For more than a year, the U.S. Commission on Civil Rights has been investigating the Justice Department’s enforcement of civil-rights laws, during which time the commission has sent numerous interrogatories and requests for production of documents pertaining to civil-rights enforcement to the DOJ. The department has a statutory duty to cooperate with investigations conducted by the commission.
The DOJ’s cooperation with the investigation has been, to put it charitably, grudging. The department refused to turn over a number of requested documents, asserting a variety of specious privileges. In response, the commission requested a privilege log, i.e., a list of those documents the DOJ maintains are protected by privilege and therefore not subject to production. The DOJ failed to produce such a log.

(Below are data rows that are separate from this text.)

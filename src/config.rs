//! Run configuration and the command-line surface that builds it.

use crate::models::OperationTokens;
use crate::utils::constants::{
    DEFAULT_IDENTIFIER_MARKER, DEFAULT_MIN_SAMPLES, DEFAULT_OUTPUT_DIR, DEFAULT_READ_TOKEN,
    DEFAULT_WRITE_TOKEN,
};
use clap::Parser;
use serde::Serialize;
use std::path::PathBuf;

/// 트레이스 로더 종류
#[derive(Debug, Clone, Copy, PartialEq, Eq, Serialize)]
#[serde(rename_all = "snake_case")]
pub enum LoaderKind {
    /// Buffered line reader, gzip aware
    Buffered,
    /// Memory-mapped parallel loader
    Mmap,
}

/// Everything a single analysis run needs besides the input path.
#[derive(Debug, Clone, Serialize)]
pub struct AnalysisConfig {
    pub output_dir: PathBuf,
    /// A distribution is written only when it has strictly more samples than this.
    pub min_samples: usize,
    pub tokens: OperationTokens,
    pub identifier_marker: String,
    pub loader: LoaderKind,
    pub write_summary: bool,
    pub write_plots: bool,
}

impl Default for AnalysisConfig {
    fn default() -> Self {
        Self {
            output_dir: PathBuf::from(DEFAULT_OUTPUT_DIR),
            min_samples: DEFAULT_MIN_SAMPLES,
            tokens: OperationTokens::default(),
            identifier_marker: DEFAULT_IDENTIFIER_MARKER.to_string(),
            loader: LoaderKind::Buffered,
            write_summary: false,
            write_plots: false,
        }
    }
}

/// objtrace - temporal locality of object store access traces
#[derive(Parser, Debug)]
#[command(name = "objtrace")]
#[command(version, about, long_about = None)]
pub struct Cli {
    /// Trace file: `<timestamp> <operation> <key>` per line (plain or .gz)
    #[arg(value_name = "TRACE_FILE")]
    pub input: PathBuf,

    /// Directory for the CDF files (created if missing)
    #[arg(short = 'o', long, env = "OBJTRACE_OUTPUT_DIR", default_value = DEFAULT_OUTPUT_DIR)]
    pub output_dir: PathBuf,

    /// Write a distribution only if it has more than this many samples
    #[arg(short = 'm', long, env = "OBJTRACE_MIN_SAMPLES", default_value_t = DEFAULT_MIN_SAMPLES)]
    pub min_samples: usize,

    /// Operation token counted as a read
    #[arg(long, default_value = DEFAULT_READ_TOKEN)]
    pub read_token: String,

    /// Operation token counted as a write
    #[arg(long, default_value = DEFAULT_WRITE_TOKEN)]
    pub write_token: String,

    /// Output files are named after the part of the input name following this marker
    #[arg(long, default_value = DEFAULT_IDENTIFIER_MARKER)]
    pub marker: String,

    /// Use the memory-mapped parallel loader
    #[arg(long)]
    pub highperf: bool,

    /// Also write `<id>_summary.json`
    #[arg(long)]
    pub summary: bool,

    /// Also write a PNG plot per CDF
    #[arg(long)]
    pub plot: bool,
}

impl Cli {
    pub fn into_parts(self) -> (PathBuf, AnalysisConfig) {
        let config = AnalysisConfig {
            output_dir: self.output_dir,
            min_samples: self.min_samples,
            tokens: OperationTokens {
                read: self.read_token,
                write: self.write_token,
            },
            identifier_marker: self.marker,
            loader: if self.highperf {
                LoaderKind::Mmap
            } else {
                LoaderKind::Buffered
            },
            write_summary: self.summary,
            write_plots: self.plot,
        };
        (self.input, config)
    }
}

Now, pursuant to a FOIA lawsuit filed by JudicialWatch, the DOJ has finally provided a privilege log (not to the commission, but to JudicialWatch). Commissioners received a copy yesterday. As Hans von Spakovsky noted here yesterday, its contents are quite remarkable.

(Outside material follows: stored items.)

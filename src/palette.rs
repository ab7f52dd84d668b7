//! Weighted color palettes for procedurally textured base tiles
//!
//! A palette entry reads `#928c51;127`: use this color about 127 times. The
//! entries are expanded into a bucket, shuffled, and dealt out pixel by pixel
//! across the tile diamond so every tier gets a speckled, hand-painted look.

use image::Rgba;
use rand::seq::SliceRandom;
use rand::Rng;

use crate::error::ConfigError;

/// Parse `#rrggbb` (leading `#` optional) into an opaque pixel.
pub fn parse_hex(hex: &str) -> Result<Rgba<u8>, ConfigError> {
    let digits = hex.trim().trim_start_matches('#');
    if digits.len() != 6 || !digits.is_ascii() {
        return Err(ConfigError::HexColor(hex.to_string()));
    }
    let channel = |i: usize| {
        u8::from_str_radix(&digits[i..i + 2], 16).map_err(|_| ConfigError::HexColor(hex.to_string()))
    };
    Ok(Rgba([channel(0)?, channel(2)?, channel(4)?, 255]))
}

/// One `color;weight` pair
#[derive(Clone, Debug, PartialEq)]
pub struct PaletteEntry {
    pub color: Rgba<u8>,
    pub weight: usize,
}

impl PaletteEntry {
    pub fn parse(entry: &str) -> Result<Self, ConfigError> {
        let (color, weight) = entry
            .split_once(';')
            .ok_or_else(|| ConfigError::PaletteEntry(entry.to_string()))?;
        let weight = weight
            .trim()
            .parse::<usize>()
            .map_err(|_| ConfigError::PaletteEntry(entry.to_string()))?;
        Ok(Self {
            color: parse_hex(color)?,
            weight,
        })
    }
}

/// A parsed palette for one tier
#[derive(Clone, Debug, PartialEq)]
pub struct Palette {
    pub entries: Vec<PaletteEntry>,
}

impl Palette {
    pub fn parse<S: AsRef<str>>(entries: &[S]) -> Result<Self, ConfigError> {
        let entries = entries
            .iter()
            .map(|e| PaletteEntry::parse(e.as_ref()))
            .collect::<Result<Vec<_>, _>>()?;
        Ok(Self { entries })
    }

    /// Expand into a shuffled bucket of pixels. Shuffled `passes` times.
    pub fn bucket<R: Rng>(&self, rng: &mut R, passes: usize) -> Vec<Rgba<u8>> {
        let mut bucket: Vec<Rgba<u8>> = self
            .entries
            .iter()
            .flat_map(|e| std::iter::repeat(e.color).take(e.weight))
            .collect();
        for _ in 0..passes {
            bucket.shuffle(rng);
        }
        bucket
    }

    /// Total weight; zero means the palette cannot paint anything
    pub fn total_weight(&self) -> usize {
        self.entries.iter().map(|e| e.weight).sum()
    }
}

Throughout the commission’s investigation, the DOJ insisted that no Obama political appointees were involved in deliberations to dismiss the New Black Panther Party voter-intimidation case; only career attorneys were involved. The DOJ’s insistence on this point culminated with the sworn testimony of Assistant Attorney General Thomas Perez before the commission on May 14:
Commissioner Kirsanow: Was there any political leadership involved in the decision not to pursue this particular case any further than it was?

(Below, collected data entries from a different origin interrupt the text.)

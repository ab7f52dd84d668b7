//! Asset description and view settings
//!
//! The asset description (`lands.json`) supplies, per elevation tier, the
//! weighted palette used to paint the base tile plus optional nature
//! decorations, and the road sprite file names keyed by shape. A built-in
//! default lets the map run without any files on disk.

use std::fs;
use std::path::Path;

use serde::{Deserialize, Serialize};

use crate::error::ConfigError;
use crate::palette::Palette;
use crate::terrain::LandType;

/// A sprite file plus the pixel offset it is drawn at, relative to the tile origin
#[derive(Clone, Debug, PartialEq, Serialize, Deserialize)]
pub struct SpriteRef {
    pub file: String,
    #[serde(default)]
    pub offset: [i32; 2],
}

/// A decoration that can be placed on flat tiles of a tier
#[derive(Clone, Debug, PartialEq, Serialize, Deserialize)]
pub struct NatureData {
    /// Drawn on the ground layer, over the base tile
    #[serde(default)]
    pub ground: Option<SpriteRef>,
    /// Drawn on the air layer; may rise above the tile
    #[serde(default)]
    pub air: Option<SpriteRef>,
    /// Relative pick weight among the tier's decorations
    #[serde(default = "default_weight")]
    pub weight: u32,
}

fn default_weight() -> u32 {
    1
}

/// Palette and decorations for one tier
#[derive(Clone, Debug, PartialEq, Serialize, Deserialize)]
#[serde(rename_all = "camelCase")]
pub struct TierData {
    /// Lists of `#rrggbb;weight` entries; the first list paints the base tile
    #[serde(default)]
    pub base_colors: Vec<Vec<String>>,
    #[serde(default)]
    pub nature: Vec<NatureData>,
}

impl TierData {
    fn from_palette(colors: &[&str]) -> Self {
        Self {
            base_colors: vec![colors.iter().map(|c| c.to_string()).collect()],
            nature: Vec::new(),
        }
    }
}

/// Road sprite file names, relative to `<asset dir>/roads/`
#[derive(Clone, Debug, PartialEq, Serialize, Deserialize)]
#[serde(rename_all = "camelCase")]
pub struct RoadData {
    pub end: Option<String>,
    pub full: Option<String>,
    pub edge_n: Option<String>,
    pub edge_e: Option<String>,
    pub edge_s: Option<String>,
    pub edge_w: Option<String>,
    pub t: Option<String>,
    pub cross: Option<String>,
    #[serde(rename = "cornerNE")]
    pub corner_ne: Option<String>,
    #[serde(rename = "cornerSE")]
    pub corner_se: Option<String>,
    #[serde(rename = "cornerSW")]
    pub corner_sw: Option<String>,
}

/// Settings for the render loop and viewer
#[derive(Clone, Debug, PartialEq, Serialize, Deserialize)]
#[serde(default, rename_all = "camelCase")]
pub struct ViewSettings {
    pub canvas_width: u32,
    pub canvas_height: u32,
    /// Redraw period in milliseconds
    pub tick_ms: u64,
    pub initial_scale: f64,
    /// Ticks after startup during which the ground layer is always redrawn
    pub settle_ticks: u32,
    /// Probability that a flat tile with decorations available gets one
    pub nature_density: f64,
    pub seed: Option<u64>,
}

impl Default for ViewSettings {
    fn default() -> Self {
        Self {
            canvas_width: 960,
            canvas_height: 600,
            tick_ms: 50,
            initial_scale: 0.5,
            settle_ticks: 20,
            nature_density: 0.08,
            seed: None,
        }
    }
}

/// The full asset description document
#[derive(Clone, Debug, PartialEq, Serialize, Deserialize)]
pub struct LandData {
    #[serde(default)]
    pub water: Option<TierData>,
    #[serde(default)]
    pub low: Option<TierData>,
    #[serde(default)]
    pub medium: Option<TierData>,
    #[serde(default)]
    pub high: Option<TierData>,
    #[serde(default)]
    pub roads: Option<RoadData>,
    #[serde(default)]
    pub view: ViewSettings,
}

impl Default for LandData {
    fn default() -> Self {
        Self {
            water: Some(TierData::from_palette(&["#1c3a7a;60", "#22438a;30", "#2b4f99;10"])),
            low: Some(TierData::from_palette(&["#c9b46a;50", "#b8a35a;30", "#928c51;20"])),
            medium: Some(TierData::from_palette(&["#3f8a2e;60", "#4b9a37;25", "#356f27;15"])),
            high: Some(TierData::from_palette(&["#1f5420;55", "#27602a;30", "#4a4a3a;15"])),
            roads: None,
            view: ViewSettings::default(),
        }
    }
}

impl LandData {
    pub fn load_from_path(path: impl AsRef<Path>) -> Result<Self, ConfigError> {
        let path = path.as_ref();
        let text = fs::read_to_string(path).map_err(|source| ConfigError::Io {
            path: path.to_path_buf(),
            source,
        })?;
        Self::from_json(&text)
    }

    pub fn from_json(text: &str) -> Result<Self, ConfigError> {
        Ok(serde_json::from_str(text)?)
    }

    pub fn tier(&self, land: LandType) -> Option<&TierData> {
        match land {
            LandType::Water => self.water.as_ref(),
            LandType::Low => self.low.as_ref(),
            LandType::Medium => self.medium.as_ref(),
            LandType::High => self.high.as_ref(),
        }
    }

    /// The palette that paints a tier's base tile. Missing or empty is fatal.
    pub fn palette(&self, land: LandType) -> Result<Palette, ConfigError> {
        let colors = self
            .tier(land)
            .and_then(|t| t.base_colors.first())
            .ok_or(ConfigError::MissingPalette(land.name()))?;
        let palette = Palette::parse(colors)?;
        if palette.total_weight() == 0 {
            return Err(ConfigError::MissingPalette(land.name()));
        }
        Ok(palette)
    }

    /// Decorations for a tier, empty when none are configured
    pub fn nature(&self, land: LandType) -> &[NatureData] {
        self.tier(land).map(|t| t.nature.as_slice()).unwrap_or(&[])
    }

    /// Pick weights of each tier's decorations, indexed like [`LandType::index`]
    pub fn nature_weights(&self) -> [Vec<u32>; 4] {
        LandType::all().map(|land| self.nature(land).iter().map(|n| n.weight).collect())
    }

    /// Check that every tier can paint its base tile
    pub fn validate(&self) -> Result<(), ConfigError> {
        for land in LandType::all() {
            self.palette(land)?;
        }
        Ok(())
    }
}

#[cfg(test)]
mod tests {
    use super::*;

    #[test]
    fn test_default_is_valid() {
        assert!(LandData::default().validate().is_ok());
    }

    #[test]
    fn test_malformed_palette_entry_is_fatal() {
        let mut data = LandData::default();
        data.medium = Some(TierData::from_palette(&["#3f8a2e"]));
        match data.validate() {
            Err(ConfigError::PaletteEntry(entry)) => assert_eq!(entry, "#3f8a2e"),
            other => panic!("expected malformed entry, got {other:?}"),
        }

        data.medium = Some(TierData::from_palette(&["#3f8z2e;4"]));
        assert!(matches!(data.validate(), Err(ConfigError::HexColor(_))));
    }

    #[test]
    fn test_bad_json() {
        assert!(matches!(LandData::from_json("{ nope"), Err(ConfigError::Json(_))));
    }

    #[test]
    fn test_parse_document() {
        let json = r##"{
            "water":  { "baseColors": [["#1f3f8f;40"]] },
            "low":    { "baseColors": [["#c9b46a;10"]], "nature": [
                { "ground": { "file": "shrub.png" }, "air": { "file": "tree.png", "offset": [16, -40] }, "weight": 3 },
                { "air": { "file": "rock.png" } }
            ] },
            "medium": { "baseColors": [["#3f8a2e;10"]] },
            "high":   { "baseColors": [["#1f5420;10"]] },
            "roads":  { "end": "end.png", "cornerNE": "ne.png" },
            "view":   { "tickMs": 40 }
        }"##;
        let data = LandData::from_json(json).unwrap();
        assert!(data.validate().is_ok());
        assert_eq!(data.nature(LandType::Low).len(), 2);
        assert!(data.nature(LandType::Low)[0].ground.is_some());
        // weight defaults to 1
        let weights = data.nature_weights();
        assert_eq!(weights[LandType::Low.index()], vec![3, 1]);
        assert!(weights[LandType::Water.index()].is_empty());
        assert_eq!(data.nature(LandType::Low)[0].air.as_ref().unwrap().offset, [16, -40]);
        assert!(data.nature(LandType::High).is_empty());
        let roads = data.roads.unwrap();
        assert_eq!(roads.corner_ne.as_deref(), Some("ne.png"));
        assert_eq!(roads.full, None);
        assert_eq!(data.view.tick_ms, 40);
        assert_eq!(data.view.canvas_width, 960);
    }

    #[test]
    fn test_missing_tier_is_fatal() {
        let json = r##"{ "water": { "baseColors": [["#1f3f8f;40"]] } }"##;
        let data = LandData::from_json(json).unwrap();
        match data.validate() {
            Err(ConfigError::MissingPalette(name)) => assert_eq!(name, "low"),
            other => panic!("expected missing palette, got {other:?}"),
        }
    }

    #[test]
    fn test_zero_weight_palette_is_fatal() {
        let mut data = LandData::default();
        data.high = Some(TierData::from_palette(&["#000000;0"]));
        assert!(matches!(data.palette(LandType::High), Err(ConfigError::MissingPalette("high"))));
    }
}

Asst. Atty. Gen. Perez: No. The decisions were made by (DOJ career attorneys) Loretta King in consultation with Steve Rosenbaum, who is Acting Deputy Assistant Attorney General.
The DOJ provided the same responses to members of Congress. The department never departed from that position.
That’s why the revelations contained in the privilege log are extraordinary. The log identifies more than 50 e-mails between high-level Obama political appointees and career attorneys involving “the Government’s decisionmaking process” and “predecisional deliberations” involving the NBPP case — all in close temporal proximity to the DOJ’s otherwise bewildering decision to drop a case it had already won.
The import of these developments cannot be overstated. Former DOJ Voting Section attorney Christian Adams testified before the commission that a high-level political appointee announced to Voting Section attorneys that the Obama administration’s Voting Section will not bring voting-rights cases on behalf of white victims or against black defendants. Adams also testified that a high-level political appointee instructed the Voting Section that the Obama administration will not enforce Section 8 of the National Voter Registration Act (ensuring that those voting are actually eligible).
Adams’ testimony was roundly dismissed or ignored by the mainstream media as mere partisan spin. But now the privilege log suggests intense involvement in a voting-rights case by high-level political appointees at the DOJ.
The commission is scheduled to vote on its report to the president and Congress on the NBPP case during its public meeting this Friday. The new revelations will, no doubt, be part of that discussion.